Years ago I purchased a Honda Magna from a 3M sales guy.  This was when 3M had begun marketing the clear bras for the front end of vehicles.  He was a bit dejected because he was trying to sell the product to dealerships, but they were reticent at the time because the clear bra is rather permanent and the product was new and untested by consumers.  At the time, there was a huricane approaching the east coast.  I asked him about the clarity and strength of this 3M film and he said that it's designed to take hits from rocks and it is very clear.  I suggested that perhaps the film could be used on windows in huricane-prone areas.  His eyes lit up at my suggestion, but I never heard if he tried to sell it for windows.

The film is called marketed as "Scotchgard Paint Protection Film".  It may not prevent a window from being broken, but perhaps it can at least prevent a window from shattering glass all over the room and of course the water damage that follows during a storm.  (A vehicle windshield has a plastic layer sandwiched between two pieces of glass which prevents the glass from flying everwhere when broken.)  This 3M film might also be good for those who have a second, vacation home in these areas.  The house may be vacant already, but with this film on the windows, it is somewhat ready for a storm without looking vacant.  (Who wants to drive or fly to a house to get it ready for a storm, only to turn around and leave as the storm approaches?)  I know plywood is hard to beat, but it is not always an option for everyone.  Some windows are difficult to reach and sometimes the plywood is sold out.

Hurricanes may not be the only market.  In the Rocky Mountain area, we see our share of hail and tornados.  You don't have time to put up plywood before a tornado approaches.  How about those homes occassionally hit by golf balls on a golf course? Would this film add a layer of protection from a thrown brick or rock for a retailer's store-front window?

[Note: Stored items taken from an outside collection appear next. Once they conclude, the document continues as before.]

use crate::error::{LookupMiss, SkipReason};
use crate::models::{
    ConsolidatedMarket, ConsolidatedPlayerMarket, PlayerPropPrediction, Subject, TeamPrediction,
    Tier, ValueRecommendation,
};
use crate::utils::ev_calculator::{expected_value, implied_probability};
use serde::de::DeserializeOwned;
use serde::{Deserialize, Serialize};
use serde_json::Value;
use std::collections::HashMap;
use tracing::debug;

/// What happened to a single prediction record
#[derive(Debug, Clone, PartialEq)]
pub enum PredictionOutcome {
    Recommended(ValueRecommendation),
    /// Nothing in the odds to price it against
    Ignored(LookupMiss),
    /// The record itself is unusable
    Rejected(SkipReason),
}

/// A rejected prediction, with its position in the input list
#[derive(Debug, Clone, PartialEq, Serialize, Deserialize)]
pub struct SkippedPrediction {
    pub index: usize,
    pub reason: String,
}

/// Recommendations produced from one prediction list
#[derive(Debug, Clone, Default, PartialEq)]
pub struct BatchResult {
    pub recommendations: Vec<ValueRecommendation>,
    pub skipped: Vec<SkippedPrediction>,
}

impl BatchResult {
    fn collect(outcomes: impl IntoIterator<Item = PredictionOutcome>) -> Self {
        let mut batch = BatchResult::default();
        for (index, outcome) in outcomes.into_iter().enumerate() {
            match outcome {
                PredictionOutcome::Recommended(rec) => batch.recommendations.push(rec),
                PredictionOutcome::Ignored(miss) => {
                    debug!("Prediction {} not priced: {}", index, miss)
                }
                PredictionOutcome::Rejected(reason) => batch.skipped.push(SkippedPrediction {
                    index,
                    reason: reason.to_string(),
                }),
            }
        }
        batch
    }

    /// The strongest recommendation of the batch
    pub fn top_recommendation(&self) -> Option<&ValueRecommendation> {
        top_recommendation(&self.recommendations)
    }
}

fn check_unit_range(field: &'static str, value: f64) -> Result<(), SkipReason> {
    if (0.0..=1.0).contains(&value) {
        Ok(())
    } else {
        Err(SkipReason::OutOfRange { field, value })
    }
}

/// Deserialize one prediction record, rejecting anything malformed
fn parse_prediction<T: DeserializeOwned>(record: &Value) -> Result<T, SkipReason> {
    if !record.is_object() {
        return Err(SkipReason::NotAnObject);
    }
    serde_json::from_value(record.clone()).map_err(|e| SkipReason::Malformed(e.to_string()))
}

/// Price a team prediction against the consensus moneyline
pub fn evaluate_team_prediction(
    record: &Value,
    market: &ConsolidatedMarket,
    home_team: &str,
) -> PredictionOutcome {
    // Only win predictions price against the moneyline; other types are
    // passed over before parsing.
    if let Some(kind) = record.get("prediction_type").and_then(Value::as_str) {
        if kind != "is_win" {
            return PredictionOutcome::Ignored(LookupMiss::NotApplicable(kind.to_string()));
        }
    }

    let prediction: TeamPrediction = match parse_prediction(record) {
        Ok(prediction) => prediction,
        Err(reason) => return PredictionOutcome::Rejected(reason),
    };
    if let Err(reason) = check_unit_range("probability", prediction.probability)
        .and_then(|_| check_unit_range("confidence", prediction.confidence))
    {
        return PredictionOutcome::Rejected(reason);
    }

    let odds = if prediction.team == home_team {
        market.moneyline.home
    } else {
        market.moneyline.away
    };
    let Some(odds) = odds else {
        return PredictionOutcome::Ignored(LookupMiss::MoneylineUnavailable {
            team: prediction.team,
        });
    };

    let value = expected_value(Some(prediction.probability), Some(odds));
    PredictionOutcome::Recommended(ValueRecommendation {
        subject: Subject::Team {
            game_id: prediction.game_id,
        },
        market: "moneyline".to_string(),
        selection: prediction.team,
        model_prob: prediction.probability,
        implied_prob: implied_probability(Some(odds)),
        odds,
        value,
        confidence: prediction.confidence,
        tier: Tier::from_value(value),
    })
}

/// Find value in moneyline predictions for one event
pub fn analyze_team_predictions(
    predictions: &[Value],
    market: &ConsolidatedMarket,
    home_team: &str,
) -> BatchResult {
    BatchResult::collect(
        predictions
            .iter()
            .map(|record| evaluate_team_prediction(record, market, home_team)),
    )
}

/// Consolidated player markets indexed by `(player_id, market_name)`
pub struct PlayerMarketIndex<'a> {
    players: HashMap<&'a str, HashMap<&'a str, &'a ConsolidatedPlayerMarket>>,
}

impl<'a> PlayerMarketIndex<'a> {
    pub fn new(markets: &'a [ConsolidatedPlayerMarket]) -> Self {
        let mut players: HashMap<&str, HashMap<&str, &ConsolidatedPlayerMarket>> = HashMap::new();
        for market in markets {
            players
                .entry(market.player_id.as_str())
                .or_default()
                .entry(market.market_name.as_str())
                .or_insert(market);
        }
        Self { players }
    }

    fn lookup(
        &self,
        player_id: &str,
        market_name: &str,
    ) -> Result<&'a ConsolidatedPlayerMarket, LookupMiss> {
        let markets = self
            .players
            .get(player_id)
            .ok_or_else(|| LookupMiss::Player(player_id.to_string()))?;
        markets
            .get(market_name)
            .copied()
            .ok_or_else(|| LookupMiss::Market {
                player_id: player_id.to_string(),
                market: market_name.to_string(),
            })
    }
}

/// Price a player prop prediction against the best available line
pub fn evaluate_player_prediction(record: &Value, index: &PlayerMarketIndex) -> PredictionOutcome {
    let prediction: PlayerPropPrediction = match parse_prediction(record) {
        Ok(prediction) => prediction,
        Err(reason) => return PredictionOutcome::Rejected(reason),
    };
    if let Err(reason) = check_unit_range("probability", prediction.probability)
        .and_then(|_| check_unit_range("confidence", prediction.confidence))
    {
        return PredictionOutcome::Rejected(reason);
    }

    let market = match index.lookup(&prediction.player_id, &prediction.market) {
        Ok(market) => market,
        Err(miss) => return PredictionOutcome::Ignored(miss),
    };

    let Some(odds) = market.best_price(&prediction.prediction_type, prediction.line) else {
        return PredictionOutcome::Ignored(LookupMiss::Line {
            player_id: prediction.player_id,
            market: prediction.market,
            outcome_type: prediction.prediction_type,
            line: prediction.line,
        });
    };

    let value = expected_value(Some(prediction.probability), Some(odds));
    PredictionOutcome::Recommended(ValueRecommendation {
        subject: Subject::Player {
            player_id: prediction.player_id,
            player_name: prediction.player_name,
            team: prediction.team,
            line: prediction.line,
        },
        market: prediction.market,
        selection: prediction.prediction_type,
        model_prob: prediction.probability,
        implied_prob: implied_probability(Some(odds)),
        odds,
        value,
        confidence: prediction.confidence,
        tier: Tier::from_value(value),
    })
}

/// Find value in player prop predictions for one event
pub fn analyze_player_predictions(
    predictions: &[Value],
    markets: &[ConsolidatedPlayerMarket],
) -> BatchResult {
    let index = PlayerMarketIndex::new(markets);
    BatchResult::collect(
        predictions
            .iter()
            .map(|record| evaluate_player_prediction(record, &index)),
    )
}

/// Highest value recommendation; the first one listed wins a tie
pub fn top_recommendation(recommendations: &[ValueRecommendation]) -> Option<&ValueRecommendation> {
    let mut best: Option<&ValueRecommendation> = None;
    for rec in recommendations {
        if best.map_or(true, |b| rec.value > b.value) {
            best = Some(rec);
        }
    }
    best
}

/// Recommendations sorted by value (descending), keeping input order on ties
pub fn rank_recommendations(recommendations: &[ValueRecommendation]) -> Vec<ValueRecommendation> {
    let mut ranked = recommendations.to_vec();
    ranked.sort_by(|a, b| b.value.total_cmp(&a.value));
    ranked
}

/// The `top_n` strongest recommendations
pub fn find_top_value_bets(
    recommendations: &[ValueRecommendation],
    top_n: usize,
) -> Vec<ValueRecommendation> {
    rank_recommendations(recommendations)
        .into_iter()
        .take(top_n)
        .collect()
}
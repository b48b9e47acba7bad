pub mod consolidation;
pub mod data;
pub mod ev_analysis;
pub mod ev_calculator;
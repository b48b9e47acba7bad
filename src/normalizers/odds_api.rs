use super::TeamOddsNormalizer;
use crate::error::OddsError;
use crate::models::RawOddsDocument;
use serde_json::Value;

/// The Odds API already returns events in the canonical team shape; this
/// validates the payload and tags where it came from.
pub struct OddsApiNormalizer;

impl TeamOddsNormalizer for OddsApiNormalizer {
    fn normalize_team_odds(&self, raw: Value) -> Result<RawOddsDocument, OddsError> {
        let mut document = RawOddsDocument::from_value(raw)?;
        if document.source.is_none() {
            document.source = Some("the-odds-api".to_string());
        }
        Ok(document)
    }
}

#[cfg(test)]
mod tests {
    use super::*;
    use crate::models::{MarketKey, Quote};
    use serde_json::json;

    #[test]
    fn test_normalize_event() {
        let raw = json!({
            "id": "e912304de2b2ce35b473ce2ecd3d1502",
            "sport_key": "basketball_nba",
            "sport_title": "NBA",
            "commence_time": "2024-06-10T00:30:00Z",
            "home_team": "Boston Celtics",
            "away_team": "Dallas Mavericks",
            "bookmakers": [{
                "key": "draftkings",
                "title": "DraftKings",
                "last_update": "2024-06-09T18:00:00Z",
                "markets": [{
                    "key": "spreads",
                    "outcomes": [
                        {"name": "Boston Celtics", "price": 1.91, "point": -6.5},
                        {"name": "Dallas Mavericks", "price": 1.91, "point": 6.5}
                    ]
                }]
            }]
        });

        let doc = OddsApiNormalizer.normalize_team_odds(raw).unwrap();
        assert_eq!(doc.source.as_deref(), Some("the-odds-api"));
        assert_eq!(doc.home_team, "Boston Celtics");

        let market = &doc.bookmakers[0].markets[0];
        assert_eq!(market.key, MarketKey::Spread);
        assert_eq!(market.outcomes[0].point, Quote::Value(-6.5));
    }

    #[test]
    fn test_missing_bookmakers_is_format_error() {
        let result = OddsApiNormalizer.normalize_team_odds(json!({"home_team": "Boston Celtics"}));
        assert!(matches!(result, Err(OddsError::Format(_))));
    }
}
/// Reduce each player market to the best price per `(type, line)`.
///
/// Keyed by `(player_id, market_name)`; when a pair repeats the first one
/// listed wins.
pub fn consolidate_player_props(document: &PlayerPropsDocument) -> Vec<ConsolidatedPlayerMarket> {
    let mut consolidated: Vec<ConsolidatedPlayerMarket> = Vec::new();
    let mut seen: HashSet<(&str, &str)> = HashSet::new();

    for player in &document.players_props {
        for market in &player.markets {
            let key = (player.player_id.as_str(), market.market_name.as_str());
            if !seen.insert(key) {
                debug!(
                    "Duplicate market {} for player {}, keeping the first",
                    market.market_name, player.player_id
                );
                continue;
            }

            let mut lines: Vec<BestPrice> = Vec::new();
            for book in &market.books {
                for outcome in &book.outcomes {
                    if !is_valid_price(outcome.odds_decimal) {
                        debug!(
                            "Rejecting out of range prop price {} for {}",
                            outcome.odds_decimal, player.player_id
                        );
                        continue;
                    }

                    match lines
                        .iter_mut()
                        .find(|l| l.matches(&outcome.outcome_type, outcome.total))
                    {
                        Some(best) => {
                            best.books += 1;
                            if outcome.odds_decimal > best.odds {
                                best.odds = outcome.odds_decimal;
                            }
                        }
                        None => lines.push(BestPrice {
                            outcome_type: outcome.outcome_type.clone(),
                            line: outcome.total,
                            odds: outcome.odds_decimal,
                            books: 1,
                        }),
                    }
                }
            }

            consolidated.push(ConsolidatedPlayerMarket {
                player_id: player.player_id.clone(),
                player_name: player.player_name.clone(),
                market_name: market.market_name.clone(),
                lines,
            });
        }
    }

    consolidated
}

#[cfg(test)]
mod tests {
    use super::*;
    use crate::models::{PlayerMarket, PlayerProps, PropBook, PropOutcome};
    use serde_json::json;

    fn sample_document(bookmakers: serde_json::Value) -> RawOddsDocument {
        RawOddsDocument::from_value(json!({
            "id": "evt-1",
            "home_team": "Lakers",
            "away_team": "Celtics",
            "commence_time": "2024-06-10T00:30:00Z",
            "bookmakers": bookmakers
        }))
        .unwrap()
    }

    fn assert_close(actual: Option<f64>, expected: f64) {
        let actual = actual.expect("leaf should be populated");
        assert!(
            (actual - expected).abs() < 1e-9,
            "expected {}, got {}",
            expected,
            actual
        );
    }

    fn full_bookmakers() -> serde_json::Value {
        json!([
            {"key": "book_a", "markets": [
                {"key": "h2h", "outcomes": [
                    {"name": "Lakers", "price": 2.0},
                    {"name": "Celtics", "price": 1.8}
                ]},
                {"key": "spreads", "outcomes": [
                    {"name": "Lakers", "price": 1.9, "point": 3.5},
                    {"name": "Celtics", "price": 1.9, "point": -3.5}
                ]},
                {"key": "totals", "outcomes": [
                    {"name": "Over", "price": 1.85, "point": 220.5},
                    {"name": "Under", "price": 1.95, "point": 220.5}
                ]}
            ]},
            {"key": "book_b", "markets": [
                {"key": "h2h", "outcomes": [
                    {"name": "Lakers", "price": 2.5}
                ]},
                {"key": "spreads", "outcomes": [
                    {"name": "Lakers", "price": 2.0, "point": 4.5}
                ]},
                {"key": "totals", "outcomes": [
                    {"name": "Over", "price": 1.75, "point": 221.5}
                ]}
            ]}
        ])
    }

    #[test]
    fn test_consolidate_means() {
        let market = consolidate_team_odds(&sample_document(full_bookmakers()));

        assert_eq!(market.moneyline.home, Some(2.25));
        assert_eq!(market.moneyline.away, Some(1.8));
        assert_close(market.spread.home, 1.95);
        assert_eq!(market.spread.away, Some(1.9));
        assert_eq!(market.spread.points, Some(4.0));
        assert_close(market.total.over, 1.8);
        assert_eq!(market.total.under, Some(1.95));
        assert_eq!(market.total.points, Some(221.0));
    }

    #[test]
    fn test_consolidate_always_has_six_leaves() {
        let market = consolidate_team_odds(&sample_document(json!([])));
        assert_eq!(market, ConsolidatedMarket::default());

        let json = serde_json::to_value(&market).unwrap();
        for (section, keys) in [
            ("moneyline", vec!["home", "away"]),
            ("spread", vec!["home", "away", "points"]),
            ("total", vec!["over", "under", "points"]),
        ] {
            for key in keys {
                assert!(json[section].get(key).is_some(), "{section}.{key}");
                assert!(json[section][key].is_null());
            }
        }
    }

    #[test]
    fn test_consolidate_is_order_independent() {
        let bookmakers = json!([
            {"key": "a", "markets": [
                {"key": "h2h", "outcomes": [{"name": "Lakers", "price": 2.05}]}
            ]},
            {"key": "b", "markets": [
                {"key": "h2h", "outcomes": [{"name": "Lakers", "price": 1.93}]}
            ]},
            {"key": "c", "markets": [
                {"key": "h2h", "outcomes": [{"name": "Lakers", "price": 2.11}]}
            ]}
        ]);
        let forward = consolidate_team_odds(&sample_document(bookmakers.clone()));

        let mut reversed_books = bookmakers.as_array().unwrap().clone();
        reversed_books.reverse();
        let reversed = consolidate_team_odds(&sample_document(json!(reversed_books)));

        let mut rotated_books = bookmakers.as_array().unwrap().clone();
        rotated_books.rotate_left(1);
        let rotated = consolidate_team_odds(&sample_document(json!(rotated_books)));

        assert_eq!(forward, reversed);
        assert_eq!(forward, rotated);
    }

    #[test]
    fn test_malformed_quote_degrades_only_its_leaf() {
        let market = consolidate_team_odds(&sample_document(json!([
            {"key": "a", "markets": [
                {"key": "h2h", "outcomes": [
                    {"name": "Lakers", "price": "evens"},
                    {"name": "Celtics", "price": 1.8}
                ]}
            ]},
            {"key": "b", "markets": [
                {"key": "h2h", "outcomes": [
                    {"name": "Lakers", "price": 2.0},
                    {"name": "Celtics", "price": 2.0}
                ]}
            ]}
        ])));

        assert_eq!(market.moneyline.home, None);
        assert_close(market.moneyline.away, 1.9);
    }

    #[test]
    fn test_null_quotes_are_skipped() {
        let market = consolidate_team_odds(&sample_document(json!([
            {"key": "a", "markets": [
                {"key": "h2h", "outcomes": [{"name": "Lakers", "price": null}]},
                {"key": "totals", "outcomes": [{"name": "Over", "price": 1.9}]}
            ]},
            {"key": "b", "markets": [
                {"key": "h2h", "outcomes": [{"name": "Lakers", "price": 2.2}]},
                {"key": "totals", "outcomes": [{"name": "Over", "price": 1.9, "point": 210.5}]}
            ]}
        ])));

        assert_eq!(market.moneyline.home, Some(2.2));
        assert_eq!(market.total.over, Some(1.9));
        assert_eq!(market.total.points, Some(210.5));
    }

    #[test]
    fn test_out_of_range_prices_are_rejected() {
        let market = consolidate_team_odds(&sample_document(json!([
            {"key": "a", "markets": [
                {"key": "h2h", "outcomes": [
                    {"name": "Lakers", "price": 0.0},
                    {"name": "Celtics", "price": -110}
                ]}
            ]},
            {"key": "b", "markets": [
                {"key": "h2h", "outcomes": [{"name": "Lakers", "price": 1.5}]}
            ]}
        ])));

        assert_eq!(market.moneyline.home, Some(1.5));
        assert_eq!(market.moneyline.away, None);
    }

    #[test]
    fn test_draw_goes_to_away_bucket() {
        let quotes = collect_team_quotes(&sample_document(json!([
            {"key": "a", "markets": [
                {"key": "h2h", "outcomes": [
                    {"name": "Lakers", "price": 2.0},
                    {"name": "Celtics", "price": 3.0},
                    {"name": "Draw", "price": 9.0}
                ]},
                {"key": "player_points", "outcomes": [{"name": "Over", "price": 1.9}]}
            ]}
        ])));

        assert_eq!(quotes.moneyline_home, vec![Quote::Value(2.0)]);
        assert_eq!(
            quotes.moneyline_away,
            vec![Quote::Value(3.0), Quote::Value(9.0)]
        );
        assert!(quotes.total_over.is_empty());
    }

    fn prop_book(outcomes: &[(&str, f64, f64)]) -> PropBook {
        PropBook {
            book_id: None,
            book_name: None,
            outcomes: outcomes
                .iter()
                .map(|(kind, odds, total)| PropOutcome {
                    outcome_type: kind.to_string(),
                    odds_decimal: *odds,
                    total: *total,
                })
                .collect(),
        }
    }

    fn props_document() -> PlayerPropsDocument {
        PlayerPropsDocument {
            players_props: vec![PlayerProps {
                player_id: "sr:player:1".to_string(),
                player_name: "LeBron James".to_string(),
                team_id: None,
                markets: vec![
                    PlayerMarket {
                        market_id: None,
                        market_name: "total points (incl. overtime)".to_string(),
                        books: vec![
                            prop_book(&[("over", 1.8, 24.5), ("under", 2.0, 24.5)]),
                            prop_book(&[("over", 2.1, 24.5), ("over", 2.6, 26.5)]),
                            prop_book(&[("over", 1.95, 24.5)]),
                        ],
                    },
                    PlayerMarket {
                        market_id: None,
                        market_name: "total points (incl. overtime)".to_string(),
                        books: vec![prop_book(&[("over", 9.0, 24.5)])],
                    },
                ],
            }],
            ..Default::default()
        }
    }

    #[test]
    fn test_player_props_take_best_price() {
        let markets = consolidate_player_props(&props_document());
        assert_eq!(markets.len(), 1);

        let market = &markets[0];
        assert_eq!(market.best_price("over", 24.5), Some(2.1));
        assert_eq!(market.best_price("under", 24.5), Some(2.0));
        assert_eq!(market.best_price("over", 26.5), Some(2.6));
        assert_eq!(market.best_price("under", 26.5), None);

        let over = market
            .lines
            .iter()
            .find(|l| l.matches("over", 24.5))
            .unwrap();
        assert_eq!(over.books, 3);
    }
}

Now, before someone decides this is a great idea and covers every window, please be CAREFUL.  If you have a security system that uses glass break detectors, take caution.  I suspect that this film would completely change the way that the glass sounds when broken.  The glass break detectors may not detect the sound of breaking glass when covered with this film.  This should be tested.

I have not lived in a hurricane prone area in the CONUS and I have not tried this product.  I just thought that I would throw this suggestion out to the group for scrutiny and critical analysis.  It would be great if someone could buy a sample of this product, put it on a winodw and throw a rock or two at it.   These share the results with us.  Perhaps people already use this film on windows or there is a better product (besides plywood).  I am NOT affiliated with 3M in any way.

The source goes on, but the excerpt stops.